The Bureau of Land Management (BLM) plans to eliminate three wild horse Herd Management Areas (HMAs) in southwest Wyoming while gutting the population of a fourth herd.
The BLM is using an agreement with ranchers as its excuse for this drastic action.
Under the 1971 Wild Free Roaming Horses and Burros Act, wild horses are federally protected on our public lands. They should not be removed because of private landowner pressure.
The BLM’s plan would do the following:
- Remove just under 2 million acres from wild horse use by changing the Salt Wells and Great Divide HMAs to a status as inactive Herd Areas (HAs) which are not managed for horses;
- Manage the herd located on the over 39,000 acres White Mountain HMA as non-reproducing, which effectively zeroes it out. The BLM would consider using population management tools that are dangerous, inhumane, unproven, costly (e.g., surgical sterilization of mares), ineffective (sex-ratio skewing) or gelding stallions which have unknown consequences on herds; and
- Cut its population goal for the 478,000-acre Adobe Town HMA from approximately 610-800 wild horses down to 225-450.
The BLM has already begun the process to achieve this unprecedented plan. Last October, they spent over $1 million to capture and remove over 3,500 wild horses from southwest Wyoming over a 3-month helicopter roundup with horses injured and 37 dead as a result.
The BLM has stated it’s amending a Resource Management Plan (RMP) to be in compliance with a consent decree from 2013 which the BLM entered into with Wyoming’s Rock Springs Grazing Association.
That association had sued for the removal of all of the wild horses from the Checkerboard region covering 2 million acres.
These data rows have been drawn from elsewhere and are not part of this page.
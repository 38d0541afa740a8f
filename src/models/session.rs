use crate::models::user::{User, UserResponse};
use chrono::{DateTime, Utc};
use rocket::serde::{Deserialize, Serialize};
use schemars::JsonSchema;
use uuid::Uuid;

#[derive(Serialize, Deserialize, Debug, Copy, Clone, Eq, PartialEq, JsonSchema, sqlx::Type)]
#[repr(i16)]
pub enum SessionState {
    Active = 1,
    ActiveAndLinkedWithUser = 2,
    Expired = 3,
}

impl SessionState {
    /// States visible to lookups. Expired rows are tombstones.
    pub const LIVE: [SessionState; 2] = [SessionState::Active, SessionState::ActiveAndLinkedWithUser];

    pub fn is_live(self) -> bool {
        Self::LIVE.contains(&self)
    }
}

#[derive(Debug, Clone, PartialEq, sqlx::FromRow)]
pub struct Session {
    pub id: Uuid,
    pub state: SessionState,
    pub xsrf_token: String,
    pub agreed_to_cookie_policy: bool,
    pub user_id: Option<i32>,
    pub time_created: DateTime<Utc>,
    pub time_last_updated: DateTime<Utc>,
    pub time_removed: Option<DateTime<Utc>>,
}

/// Values for a session row about to be inserted.
#[derive(Debug, Clone)]
pub struct NewSession {
    pub id: Uuid,
    pub state: SessionState,
    pub xsrf_token: String,
    pub agreed_to_cookie_policy: bool,
    pub time_created: DateTime<Utc>,
}

impl NewSession {
    pub fn anonymous(xsrf_token: String, time_created: DateTime<Utc>) -> Self {
        Self {
            id: Uuid::new_v4(),
            state: SessionState::Active,
            xsrf_token,
            agreed_to_cookie_policy: false,
            time_created,
        }
    }
}

/// A live session together with the user it is linked to, if any.
#[derive(Debug, Clone, PartialEq)]
pub struct SessionWithUser {
    pub session: Session,
    pub user: Option<User>,
}

#[derive(Serialize, Debug, JsonSchema)]
pub struct SessionResponse {
    pub id: Uuid,
    pub state: SessionState,
    pub xsrf_token: String,
    pub agreed_to_cookie_policy: bool,
    pub user: Option<UserResponse>,
    pub time_created: DateTime<Utc>,
    pub time_last_updated: DateTime<Utc>,
}

impl From<&SessionWithUser> for SessionResponse {
    fn from(view: &SessionWithUser) -> Self {
        let session = &view.session;
        Self {
            id: session.id,
            state: session.state,
            xsrf_token: session.xsrf_token.clone(),
            agreed_to_cookie_policy: session.agreed_to_cookie_policy,
            user: view.user.as_ref().map(UserResponse::from),
            time_created: session.time_created,
            time_last_updated: session.time_last_updated,
        }
    }
}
The Checkerboard is an unfenced area of alternating, one-mile square blocks of public and private land set up in the 1860s as part of negotiations with the Union Pacific railroad.
The BLM’s reason for its planned changes is that creating a barrier between public and private lands is “difficult”. The BLM needs to stop throwing up its hands and find a way to humanely manage the horses on taxpayer-funded land allocated for the wild horses by the 1971 Act.